> **Record set**:
####

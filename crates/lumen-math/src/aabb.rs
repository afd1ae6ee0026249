use glam::Vec3;

/// Axis-aligned bounding box in f32 space.
///
/// Invariant: min.x <= max.x, min.y <= max.y, min.z <= max.z.
/// The constructor enforces this by sorting components.
#[derive(Clone, Copy, Debug, PartialEq)]
pub struct Aabb {
    /// Minimum corner of the bounding box.
    pub min: Vec3,
    /// Maximum corner of the bounding box.
    pub max: Vec3,
}

impl Aabb {
    /// Create an AABB from two corners. Automatically sorts
    /// components so that min <= max on every axis.
    pub fn new(a: Vec3, b: Vec3) -> Self {
        Self {
            min: a.min(b),
            max: a.max(b),
        }
    }

    /// A zero-volume box containing a single point.
    pub fn from_point(p: Vec3) -> Self {
        Self { min: p, max: p }
    }

    /// Returns the center point of the AABB.
    pub fn center(&self) -> Vec3 {
        (self.min + self.max) * 0.5
    }

    /// Returns the size along each axis.
    pub fn size(&self) -> Vec3 {
        self.max - self.min
    }

    /// Length of the min-to-max diagonal.
    pub fn diagonal_length(&self) -> f32 {
        self.size().length()
    }

    /// Returns true if the point lies inside or on the boundary.
    pub fn contains_point(&self, p: Vec3) -> bool {
        p.x >= self.min.x
            && p.x <= self.max.x
            && p.y >= self.min.y
            && p.y <= self.max.y
            && p.z >= self.min.z
            && p.z <= self.max.z
    }

    /// Returns true if this AABB overlaps with other
    /// (including touching edges/faces).
    pub fn intersects(&self, other: &Aabb) -> bool {
        self.min.x <= other.max.x
            && self.max.x >= other.min.x
            && self.min.y <= other.max.y
            && self.max.y >= other.min.y
            && self.min.z <= other.max.z
            && self.max.z >= other.min.z
    }

    /// Grow the box so it contains `p`.
    pub fn expand_to_include(&mut self, p: Vec3) {
        self.min = self.min.min(p);
        self.max = self.max.max(p);
    }

    /// The point of the box nearest to `p` (`p` itself when inside).
    pub fn closest_point(&self, p: Vec3) -> Vec3 {
        p.clamp(self.min, self.max)
    }

    /// Squared distance from `p` to the nearest point of the box.
    pub fn distance_squared_to_point(&self, p: Vec3) -> f32 {
        self.closest_point(p).distance_squared(p)
    }

    /// 3-bit octant code of `p` relative to the box center.
    ///
    /// Bit 0 is set when `p.x > center.x`, bit 1 for y, bit 2 for z.
    /// A coordinate equal to the center maps to the lesser side.
    pub fn octant_of(&self, p: Vec3) -> usize {
        let c = self.center();
        let mut code = 0;
        if p.x > c.x {
            code |= 1;
        }
        if p.y > c.y {
            code |= 2;
        }
        if p.z > c.z {
            code |= 4;
        }
        code
    }

    /// The child box for a 3-bit octant code, split at the center.
    pub fn octant(&self, code: usize) -> Aabb {
        debug_assert!(code < 8, "octant code out of range: {code}");
        let c = self.center();
        let mut min = self.min;
        let mut max = self.max;
        if code & 1 != 0 {
            min.x = c.x;
        } else {
            max.x = c.x;
        }
        if code & 2 != 0 {
            min.y = c.y;
        } else {
            max.y = c.y;
        }
        if code & 4 != 0 {
            min.z = c.z;
        } else {
            max.z = c.z;
        }
        Aabb { min, max }
    }
}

####

> **What needs to be done**:
An exact copy of the listing is the goal. Transcribe it in full.

> **Result**:
filename crates/lumen-math/src/aabb.rs
repository afd1ae6ee0026249
use glam::Vec3;

/// Axis-aligned bounding box in f32 space.
///
/// Invariant: min.x <= max.x, min.y <= max.y, min.z <= max.z.
/// The constructor enforces this by sorting components.
#[derive(Clone, Copy, Debug, PartialEq)]
pub struct Aabb {
    /// Minimum corner of the bounding box.
    pub min: Vec3,
    /// Maximum corner of the bounding box.
    pub max: Vec3,
}

impl Aabb {
    /// Create an AABB from two corners. Automatically sorts
    /// components so that min <= max on every axis.
    pub fn new(a: Vec3, b: Vec3) -> Self {
        Self {
            min: a.min(b),
            max: a.max(b),
        }
    }

    /// A zero-volume box containing a single point.
    pub fn from_point(p: Vec3) -> Self {
        Self { min: p, max: p }
    }

    /// Returns the center point of the AABB.
    pub fn center(&self) -> Vec3 {
        (self.min + self.max) * 0.5
    }

    /// Returns the size along each axis.
    pub fn size(&self) -> Vec3 {
        self.max - self.min
    }

    /// Length of the min-to-max diagonal.
    pub fn diagonal_length(&self) -> f32 {
        self.size().length()
    }

    /// Returns true if the point lies inside or on the boundary.
    pub fn contains_point(&self, p: Vec3) -> bool {
        p.x >= self.min.x
            && p.x <= self.max.x
            && p.y >= self.min.y
            && p.y <= self.max.y
            && p.z >= self.min.z
            && p.z <= self.max.z
    }

    /// Returns true if this AABB overlaps with other
    /// (including touching edges/faces).
    pub fn intersects(&self, other: &Aabb) -> bool {
        self.min.x <= other.max.x
            && self.max.x >= other.min.x
            && self.min.y <= other.max.y
            && self.max.y >= other.min.y
            && self.min.z <= other.max.z
            && self.max.z >= other.min.z
    }

    /// Grow the box so it contains `p`.
    pub fn expand_to_include(&mut self, p: Vec3) {
        self.min = self.min.min(p);
        self.max = self.max.max(p);
    }

    /// The point of the box nearest to `p` (`p` itself when inside).
    pub fn closest_point(&self, p: Vec3) -> Vec3 {
        p.clamp(self.min, self.max)
    }

    /// Squared distance from `p` to the nearest point of the box.
    pub fn distance_squared_to_point(&self, p: Vec3) -> f32 {
        self.closest_point(p).distance_squared(p)
    }

    /// 3-bit octant code of `p` relative to the box center.
    ///
    /// Bit 0 is set when `p.x > center.x`, bit 1 for y, bit 2 for z.
    /// A coordinate equal to the center maps to the lesser side.
    pub fn octant_of(&self, p: Vec3) -> usize {
        let c = self.center();
        let mut code = 0;
        if p.x > c.x {
            code |= 1;
        }
        if p.y > c.y {
            code |= 2;
        }
        if p.z > c.z {
            code |= 4;
        }
        code
    }

    /// The child box for a 3-bit octant code, split at the center.
    pub fn octant(&self, code: usize) -> Aabb {
        debug_assert!(code < 8, "octant code out of range: {code}");
        let c = self.center();
        let mut min = self.min;
        let mut max = self.max;
        if code & 1 != 0 {
            min.x = c.x;
        } else {
            max.x = c.x;
        }
        if code & 2 != 0 {
            min.y = c.y;
        } else {
            max.y = c.y;
        }
        if code & 4 != 0 {
            min.z = c.z;
        } else {
            max.z = c.z;
        }
        Aabb { min, max }
    }
}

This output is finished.